Work instructions
Using the entries below, write out the line with "Normalization of historical", the line with "list. Unresolvable values", and every line in between, exactly as each is written.

Extracted material
↓↓↓

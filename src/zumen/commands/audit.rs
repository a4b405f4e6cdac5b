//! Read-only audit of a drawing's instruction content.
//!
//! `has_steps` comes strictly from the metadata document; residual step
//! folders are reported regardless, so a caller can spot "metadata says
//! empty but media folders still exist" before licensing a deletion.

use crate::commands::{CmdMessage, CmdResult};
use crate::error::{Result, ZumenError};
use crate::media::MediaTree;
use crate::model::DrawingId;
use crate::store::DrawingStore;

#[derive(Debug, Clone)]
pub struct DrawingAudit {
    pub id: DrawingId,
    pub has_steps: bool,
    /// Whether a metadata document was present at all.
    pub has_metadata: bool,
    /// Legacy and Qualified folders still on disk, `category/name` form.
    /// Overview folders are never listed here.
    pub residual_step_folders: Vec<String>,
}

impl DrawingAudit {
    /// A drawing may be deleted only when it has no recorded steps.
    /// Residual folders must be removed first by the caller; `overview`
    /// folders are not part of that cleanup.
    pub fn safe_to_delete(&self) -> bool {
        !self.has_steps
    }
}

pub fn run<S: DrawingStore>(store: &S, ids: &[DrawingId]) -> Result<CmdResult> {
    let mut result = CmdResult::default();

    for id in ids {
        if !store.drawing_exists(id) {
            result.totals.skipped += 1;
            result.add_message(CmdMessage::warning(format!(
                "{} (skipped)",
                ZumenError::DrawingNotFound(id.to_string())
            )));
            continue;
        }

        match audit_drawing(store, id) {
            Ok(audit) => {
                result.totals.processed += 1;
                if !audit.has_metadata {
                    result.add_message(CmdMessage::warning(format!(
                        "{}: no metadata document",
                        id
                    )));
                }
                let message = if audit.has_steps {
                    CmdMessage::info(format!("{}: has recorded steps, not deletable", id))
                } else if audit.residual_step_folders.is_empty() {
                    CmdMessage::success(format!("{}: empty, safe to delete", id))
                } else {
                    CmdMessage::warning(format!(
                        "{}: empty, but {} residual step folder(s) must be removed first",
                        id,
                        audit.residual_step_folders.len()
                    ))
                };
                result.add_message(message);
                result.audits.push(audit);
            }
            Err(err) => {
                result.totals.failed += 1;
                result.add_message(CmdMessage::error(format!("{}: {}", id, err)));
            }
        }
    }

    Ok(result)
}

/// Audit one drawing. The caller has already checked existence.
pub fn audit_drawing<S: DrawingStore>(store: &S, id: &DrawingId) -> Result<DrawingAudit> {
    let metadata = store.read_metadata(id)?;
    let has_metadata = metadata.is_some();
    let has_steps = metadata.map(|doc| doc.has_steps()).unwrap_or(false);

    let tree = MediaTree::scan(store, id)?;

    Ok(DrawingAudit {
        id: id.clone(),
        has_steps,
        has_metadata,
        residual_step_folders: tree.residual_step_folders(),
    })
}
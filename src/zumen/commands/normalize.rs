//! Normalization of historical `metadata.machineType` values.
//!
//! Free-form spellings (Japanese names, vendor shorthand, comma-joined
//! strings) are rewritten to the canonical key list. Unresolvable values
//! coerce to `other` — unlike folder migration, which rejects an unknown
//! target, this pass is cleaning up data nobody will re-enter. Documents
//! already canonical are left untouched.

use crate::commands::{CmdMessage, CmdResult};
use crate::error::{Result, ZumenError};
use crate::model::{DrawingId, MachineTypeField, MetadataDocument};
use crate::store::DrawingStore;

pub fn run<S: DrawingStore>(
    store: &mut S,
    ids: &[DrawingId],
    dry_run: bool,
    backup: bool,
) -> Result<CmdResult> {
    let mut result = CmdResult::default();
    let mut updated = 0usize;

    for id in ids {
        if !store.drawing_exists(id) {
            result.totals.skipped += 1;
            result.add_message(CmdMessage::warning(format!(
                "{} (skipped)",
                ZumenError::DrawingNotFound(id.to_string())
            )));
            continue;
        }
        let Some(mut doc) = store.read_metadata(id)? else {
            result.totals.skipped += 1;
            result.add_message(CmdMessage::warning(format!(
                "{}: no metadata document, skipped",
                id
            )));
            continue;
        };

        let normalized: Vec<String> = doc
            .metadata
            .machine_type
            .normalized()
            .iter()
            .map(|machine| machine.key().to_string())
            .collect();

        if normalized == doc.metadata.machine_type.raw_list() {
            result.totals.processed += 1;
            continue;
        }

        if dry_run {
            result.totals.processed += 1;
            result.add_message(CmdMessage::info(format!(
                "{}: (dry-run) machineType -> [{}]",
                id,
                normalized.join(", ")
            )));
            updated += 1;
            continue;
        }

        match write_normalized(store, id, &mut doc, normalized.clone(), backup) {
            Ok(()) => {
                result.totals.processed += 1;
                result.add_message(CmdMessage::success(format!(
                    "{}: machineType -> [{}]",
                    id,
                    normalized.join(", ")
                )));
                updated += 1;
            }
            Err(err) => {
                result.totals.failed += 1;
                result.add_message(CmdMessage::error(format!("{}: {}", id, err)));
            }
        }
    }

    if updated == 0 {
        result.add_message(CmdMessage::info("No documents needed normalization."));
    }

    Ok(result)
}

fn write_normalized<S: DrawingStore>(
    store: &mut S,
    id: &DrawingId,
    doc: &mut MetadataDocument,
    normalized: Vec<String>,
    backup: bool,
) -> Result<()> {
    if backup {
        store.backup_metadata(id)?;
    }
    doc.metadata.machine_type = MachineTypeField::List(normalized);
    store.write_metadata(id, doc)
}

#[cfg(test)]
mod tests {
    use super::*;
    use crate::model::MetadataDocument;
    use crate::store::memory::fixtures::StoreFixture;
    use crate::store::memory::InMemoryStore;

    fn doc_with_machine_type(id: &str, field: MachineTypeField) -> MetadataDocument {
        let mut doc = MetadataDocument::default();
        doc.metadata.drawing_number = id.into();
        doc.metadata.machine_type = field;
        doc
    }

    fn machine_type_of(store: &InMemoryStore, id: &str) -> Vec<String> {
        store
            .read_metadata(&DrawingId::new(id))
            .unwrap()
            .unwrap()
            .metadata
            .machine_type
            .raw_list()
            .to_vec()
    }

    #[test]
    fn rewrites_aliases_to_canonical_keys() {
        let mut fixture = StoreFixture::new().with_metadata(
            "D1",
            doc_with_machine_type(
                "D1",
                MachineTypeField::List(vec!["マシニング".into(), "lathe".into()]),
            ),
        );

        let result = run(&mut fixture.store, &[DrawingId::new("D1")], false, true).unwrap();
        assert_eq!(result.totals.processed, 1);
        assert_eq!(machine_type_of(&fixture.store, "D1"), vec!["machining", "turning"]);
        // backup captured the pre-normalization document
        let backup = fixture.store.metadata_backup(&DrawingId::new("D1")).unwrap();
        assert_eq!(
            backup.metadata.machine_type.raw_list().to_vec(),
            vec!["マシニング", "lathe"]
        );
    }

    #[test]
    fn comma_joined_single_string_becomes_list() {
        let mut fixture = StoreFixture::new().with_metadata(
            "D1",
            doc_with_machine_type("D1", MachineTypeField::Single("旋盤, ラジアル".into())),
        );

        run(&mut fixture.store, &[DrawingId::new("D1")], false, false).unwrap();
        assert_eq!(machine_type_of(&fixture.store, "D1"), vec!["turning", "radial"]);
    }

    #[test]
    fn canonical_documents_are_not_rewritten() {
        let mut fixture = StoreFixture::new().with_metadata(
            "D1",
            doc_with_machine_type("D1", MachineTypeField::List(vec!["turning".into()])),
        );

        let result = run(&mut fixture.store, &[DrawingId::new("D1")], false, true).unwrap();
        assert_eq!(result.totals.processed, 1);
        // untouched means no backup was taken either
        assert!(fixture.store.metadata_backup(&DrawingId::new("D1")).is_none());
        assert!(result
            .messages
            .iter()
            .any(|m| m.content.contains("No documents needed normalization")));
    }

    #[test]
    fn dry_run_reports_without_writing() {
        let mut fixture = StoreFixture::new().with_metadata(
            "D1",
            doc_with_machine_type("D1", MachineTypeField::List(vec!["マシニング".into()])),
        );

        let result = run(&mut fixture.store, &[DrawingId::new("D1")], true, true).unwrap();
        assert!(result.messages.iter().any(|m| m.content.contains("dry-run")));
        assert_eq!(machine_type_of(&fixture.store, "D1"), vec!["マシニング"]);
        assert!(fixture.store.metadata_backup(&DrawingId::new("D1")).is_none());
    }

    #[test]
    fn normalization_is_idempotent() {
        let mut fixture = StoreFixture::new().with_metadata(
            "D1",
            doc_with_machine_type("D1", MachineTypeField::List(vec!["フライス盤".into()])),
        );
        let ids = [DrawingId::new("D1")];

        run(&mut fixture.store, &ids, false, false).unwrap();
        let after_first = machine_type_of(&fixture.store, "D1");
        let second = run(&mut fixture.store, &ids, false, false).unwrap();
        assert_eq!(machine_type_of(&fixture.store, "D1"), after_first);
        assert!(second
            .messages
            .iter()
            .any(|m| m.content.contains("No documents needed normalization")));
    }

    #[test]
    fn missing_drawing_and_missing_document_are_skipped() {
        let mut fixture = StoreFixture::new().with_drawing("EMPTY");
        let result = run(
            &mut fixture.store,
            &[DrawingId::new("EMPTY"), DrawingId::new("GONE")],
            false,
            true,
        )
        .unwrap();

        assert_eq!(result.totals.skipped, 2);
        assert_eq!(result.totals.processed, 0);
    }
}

↑↑↑

Written solution
//! Normalization of historical `metadata.machineType` values.
//!
//! Free-form spellings (Japanese names, vendor shorthand, comma-joined
//! strings) are rewritten to the canonical key list. Unresolvable values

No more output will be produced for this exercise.